A Controladoria Geral da União (CGU) determinou a abertura de processo de punição contra a holandesa SBM Offshore - que afreta plataformas para a Petrobras -, a partir de uma sindicância instaurada em abril para apurar supostos pagamentos de suborno a funcionários da estatal com o objetivo de obter contratos, informou a CGU ontem.
Ao fim do processo, caso irregularidades sejam comprovadas, a holandesa poderá ser impedida de celebrar novos contratos com a Petrobras.
A SBM será notificada para apresentar sua defesa após a publicação da portaria de instauração do processo no Diário Oficial da União (DOU), prevista para os próximos dias.
A CGU ponderou, no entanto, que a SBM já a procurou com vistas a um possível acordo no qual se compromete a colaborar com as investigações.
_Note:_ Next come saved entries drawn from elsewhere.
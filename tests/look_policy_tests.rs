//! LOOK dispatch policy behaviour tests
//!
//! These drive the policy purely through notifications, the way an
//! environment adapter would.

use elevator_dispatch::dispatch::{
    Command, Direction, DispatchParams, DispatchPolicy, ElevatorEvent, ElevatorId,
    ElevatorSnapshot, LookPolicy, Notification, PassengerId, Request,
};

const E0: ElevatorId = ElevatorId(0);
const E1: ElevatorId = ElevatorId(1);

fn policy_with(elevators: &[ElevatorSnapshot]) -> LookPolicy {
    let mut policy = LookPolicy::new(DispatchParams::default());
    let commands = policy.on_init(elevators);
    assert!(commands.is_empty());
    policy
}

fn request(passenger: usize, origin: u32, direction: Direction) -> Request {
    Request::new(PassengerId(passenger), origin, direction)
}

fn arrive_and_board(
    policy: &mut LookPolicy,
    elevator: ElevatorId,
    passenger: usize,
    floor: u32,
    destination: u32,
) {
    policy
        .on_elevator_event(ElevatorEvent::Stopped { elevator, floor })
        .unwrap();
    policy
        .on_elevator_event(ElevatorEvent::PassengerBoarded {
            elevator,
            passenger: PassengerId(passenger),
            origin: floor,
            destination,
        })
        .unwrap();
}

/// A single call sends the idle elevator up to it
#[test]
fn test_single_call_dispatches_idle_elevator() {
    let mut policy = policy_with(&[ElevatorSnapshot::idle_at(E0, 0)]);
    policy.on_request(request(0, 5, Direction::Up));

    let commands = policy.on_tick_end(&[ElevatorSnapshot::idle_at(E0, 0)]);

    assert_eq!(commands, vec![Command::move_to(E0, 5)]);
    let state = policy.tracker().get(E0).unwrap();
    assert_eq!(state.target, Some(5));
    assert_eq!(state.direction, Direction::Up);
    assert_eq!(policy.assigned_elevator(PassengerId(0)), Some(E0));
    assert!(policy.pending_requests().is_empty());
    assert_eq!(*policy.params(), DispatchParams::default());
}

/// After a pickup the car keeps heading up to the next call
#[test]
fn test_keeps_direction_after_pickup() {
    let mut policy = policy_with(&[ElevatorSnapshot::idle_at(E0, 0)]);
    policy.on_request(request(0, 5, Direction::Up));
    policy.on_request(request(1, 7, Direction::Up));
    assert_eq!(
        policy.on_tick_end(&[ElevatorSnapshot::idle_at(E0, 0)]),
        vec![Command::move_to(E0, 5)]
    );

    arrive_and_board(&mut policy, E0, 0, 5, 9);
    let commands = policy.on_tick_end(&[ElevatorSnapshot::new(E0, 5.0, 1, false)]);

    assert_eq!(commands, vec![Command::move_to(E0, 7)]);
    assert_eq!(policy.tracker().get(E0).unwrap().direction, Direction::Up);
}

/// Nothing above: the car turns around for a destination below
#[test]
fn test_reverses_for_destination_below() {
    let mut policy = policy_with(&[ElevatorSnapshot::idle_at(E0, 0)]);
    policy.on_request(request(0, 7, Direction::Down));
    policy.on_tick_end(&[ElevatorSnapshot::idle_at(E0, 0)]);

    arrive_and_board(&mut policy, E0, 0, 7, 2);
    let commands = policy.on_tick_end(&[ElevatorSnapshot::new(E0, 7.0, 1, false)]);

    assert_eq!(commands, vec![Command::move_to(E0, 2)]);
    assert_eq!(policy.tracker().get(E0).unwrap().direction, Direction::Down);
    assert!(policy.ledger().calls(E0).is_empty());
}

/// Two calls at the same floor count twice and survive one removal
#[test]
fn test_same_floor_calls_on_single_elevator() {
    let mut policy = LookPolicy::new(DispatchParams::distance_only());
    policy.on_init(&[ElevatorSnapshot::idle_at(E0, 0)]);
    policy.on_request(request(0, 4, Direction::Up));
    policy.on_request(request(1, 4, Direction::Down));

    let commands = policy.on_tick_end(&[ElevatorSnapshot::idle_at(E0, 0)]);

    assert_eq!(commands, vec![Command::move_to(E0, 4)]);
    assert_eq!(policy.ledger().get(E0).unwrap().calls.count(4), 2);
    assert_eq!(
        policy.waiting_passengers(E0),
        vec![PassengerId(0), PassengerId(1)]
    );

    arrive_and_board(&mut policy, E0, 0, 4, 8);
    assert!(policy.ledger().calls(E0).contains(&4));
}

/// A full car heads for its destination and picks the call up afterwards
#[test]
fn test_full_elevator_defers_calls() {
    let mut policy = policy_with(&[ElevatorSnapshot::idle_at(E0, 0)]);
    policy.on_request(request(0, 1, Direction::Up));
    assert_eq!(
        policy.on_tick_end(&[ElevatorSnapshot::idle_at(E0, 0)]),
        vec![Command::move_to(E0, 1)]
    );

    arrive_and_board(&mut policy, E0, 0, 1, 6);
    policy.on_request(request(1, 3, Direction::Up));
    let commands = policy.on_tick_end(&[ElevatorSnapshot::new(E0, 1.0, 1, true)]);

    assert_eq!(commands, vec![Command::move_to(E0, 6)]);
    assert!(policy.ledger().calls(E0).contains(&3));

    policy
        .on_elevator_event(ElevatorEvent::Stopped { elevator: E0, floor: 6 })
        .unwrap();
    policy
        .on_elevator_event(ElevatorEvent::PassengerAlighted {
            elevator: E0,
            passenger: PassengerId(0),
            destination: 6,
        })
        .unwrap();
    let commands = policy.on_tick_end(&[ElevatorSnapshot::idle_at(E0, 6)]);

    assert_eq!(commands, vec![Command::move_to(E0, 3)]);
}

#[test]
fn test_not_full_elevator_stops_for_calls() {
    let mut policy = policy_with(&[ElevatorSnapshot::idle_at(E0, 0)]);
    policy.on_request(request(0, 1, Direction::Up));
    policy.on_tick_end(&[ElevatorSnapshot::idle_at(E0, 0)]);

    arrive_and_board(&mut policy, E0, 0, 1, 6);
    policy.on_request(request(1, 3, Direction::Up));
    let commands = policy.on_tick_end(&[ElevatorSnapshot::new(E0, 1.0, 1, false)]);

    assert_eq!(commands, vec![Command::move_to(E0, 3)]);
}

/// Targets are not recomputed while the car is travelling
#[test]
fn test_no_replanning_mid_flight() {
    let mut policy = policy_with(&[ElevatorSnapshot::idle_at(E0, 0)]);
    policy.on_request(request(0, 5, Direction::Up));
    policy.on_tick_end(&[ElevatorSnapshot::idle_at(E0, 0)]);

    policy.on_request(request(1, 3, Direction::Up));
    let commands = policy.on_tick_end(&[ElevatorSnapshot::new(E0, 2.5, 0, false)]);

    assert!(commands.is_empty());
    assert_eq!(policy.tracker().get(E0).unwrap().target, Some(5));
    assert_eq!(policy.assigned_elevator(PassengerId(1)), Some(E0));
}

/// An idle report re-issues the pending target
#[test]
fn test_idle_event_recovers_lost_command() {
    let mut policy = policy_with(&[ElevatorSnapshot::idle_at(E0, 0)]);
    policy.on_request(request(0, 4, Direction::Up));
    policy.on_tick_end(&[ElevatorSnapshot::idle_at(E0, 0)]);

    let commands = policy
        .on_elevator_event(ElevatorEvent::Idle { elevator: E0 })
        .unwrap();
    assert_eq!(commands, vec![Command::move_to(E0, 4)]);

    // With nothing to do an idle car stays put
    let mut empty = policy_with(&[ElevatorSnapshot::idle_at(E1, 2)]);
    let commands = empty
        .on_elevator_event(ElevatorEvent::Idle { elevator: E1 })
        .unwrap();
    assert!(commands.is_empty());
    assert_eq!(empty.tracker().get(E1).unwrap().direction, Direction::Stopped);
}

/// Each passenger is assigned to exactly one elevator
#[test]
fn test_assignment_is_exclusive() {
    let fleet = [
        ElevatorSnapshot::idle_at(E0, 0),
        ElevatorSnapshot::idle_at(E1, 9),
    ];
    let mut policy = policy_with(&fleet);
    for (passenger, origin) in [2, 8, 5, 0, 9, 4].into_iter().enumerate() {
        policy.on_request(request(passenger, origin, Direction::Up));
    }
    policy.on_tick_end(&fleet);

    let mut waiting = policy.waiting_passengers(E0);
    waiting.extend(policy.waiting_passengers(E1));
    waiting.sort();
    assert_eq!(waiting, (0..6).map(PassengerId).collect::<Vec<_>>());

    let total_calls = policy.ledger().pending_count(E0) + policy.ledger().pending_count(E1);
    assert_eq!(total_calls, 6);
}

/// Boarding another car releases the call on the assigned one
#[test]
fn test_boarding_different_elevator_clears_owner_call() {
    let fleet = [
        ElevatorSnapshot::idle_at(E0, 0),
        ElevatorSnapshot::idle_at(E1, 9),
    ];
    let mut policy = policy_with(&fleet);
    policy.on_request(request(0, 1, Direction::Up));
    policy.on_tick_end(&fleet);
    assert_eq!(policy.assigned_elevator(PassengerId(0)), Some(E0));

    policy
        .on_elevator_event(ElevatorEvent::PassengerBoarded {
            elevator: E1,
            passenger: PassengerId(0),
            origin: 1,
            destination: 5,
        })
        .unwrap();

    assert!(policy.ledger().is_empty(E0));
    assert!(policy.ledger().destinations(E1).contains(&5));
    assert_eq!(policy.assigned_elevator(PassengerId(0)), None);
}

/// Boarding before assignment never leaves a stale call behind
#[test]
fn test_boarding_before_assignment() {
    let mut policy = policy_with(&[ElevatorSnapshot::idle_at(E0, 3)]);
    policy.on_request(request(0, 3, Direction::Up));
    policy
        .on_elevator_event(ElevatorEvent::PassengerBoarded {
            elevator: E0,
            passenger: PassengerId(0),
            origin: 3,
            destination: 7,
        })
        .unwrap();

    assert!(policy.pending_requests().is_empty());
    let commands = policy.on_tick_end(&[ElevatorSnapshot::new(E0, 3.0, 1, false)]);

    assert_eq!(commands, vec![Command::move_to(E0, 7)]);
    assert!(policy.ledger().calls(E0).is_empty());
}

#[test]
fn test_double_alight_is_harmless() {
    let mut policy = policy_with(&[ElevatorSnapshot::idle_at(E0, 0)]);
    let alight = ElevatorEvent::PassengerAlighted {
        elevator: E0,
        passenger: PassengerId(0),
        destination: 4,
    };

    assert!(policy.on_elevator_event(alight).unwrap().is_empty());
    assert!(policy.on_elevator_event(alight).unwrap().is_empty());
    assert!(policy.ledger().is_empty(E0));
}

#[test]
fn test_unknown_elevator_is_rejected() {
    let mut policy = policy_with(&[ElevatorSnapshot::idle_at(E0, 0)]);

    let result = policy.on_elevator_event(ElevatorEvent::Stopped {
        elevator: ElevatorId(42),
        floor: 1,
    });
    assert!(result.is_err());
    assert!(policy.next_target(ElevatorId(42)).is_err());
}

/// Requests announced before any elevator exists wait for one
#[test]
fn test_requests_wait_for_elevators() {
    let mut policy = LookPolicy::new(DispatchParams::default());
    policy.on_request(request(0, 3, Direction::Down));

    assert!(policy.on_tick_end(&[]).is_empty());
    assert_eq!(policy.pending_requests().len(), 1);

    let commands = policy.on_tick_end(&[ElevatorSnapshot::idle_at(E0, 0)]);
    assert_eq!(commands, vec![Command::move_to(E0, 3)]);
}

/// The generic entry point routes notifications
#[test]
fn test_notify_routes_notifications() {
    let mut policy = policy_with(&[ElevatorSnapshot::idle_at(E0, 0)]);

    let commands = policy
        .notify(Notification::RequestArrived(request(0, 2, Direction::Up)))
        .unwrap();
    assert!(commands.is_empty());
    assert_eq!(policy.pending_requests().len(), 1);

    let commands = policy
        .notify(Notification::Elevator(ElevatorEvent::Idle { elevator: E0 }))
        .unwrap();
    assert!(commands.is_empty());
}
Caso o acordo seja fechado, a holandesa pode ficar livre de ser proibida de contratar com a Petrobras.
A controladoria, de acordo com nota publicada, também busca responsabilizar individualmente agentes que, por ventura, tenham se envolvido nos supostos atos ilícitos ligando a SBM e a Petrobras.
Auditorias internas das empresas concluíram preliminarmente que não houve evidências do pagamento de propina.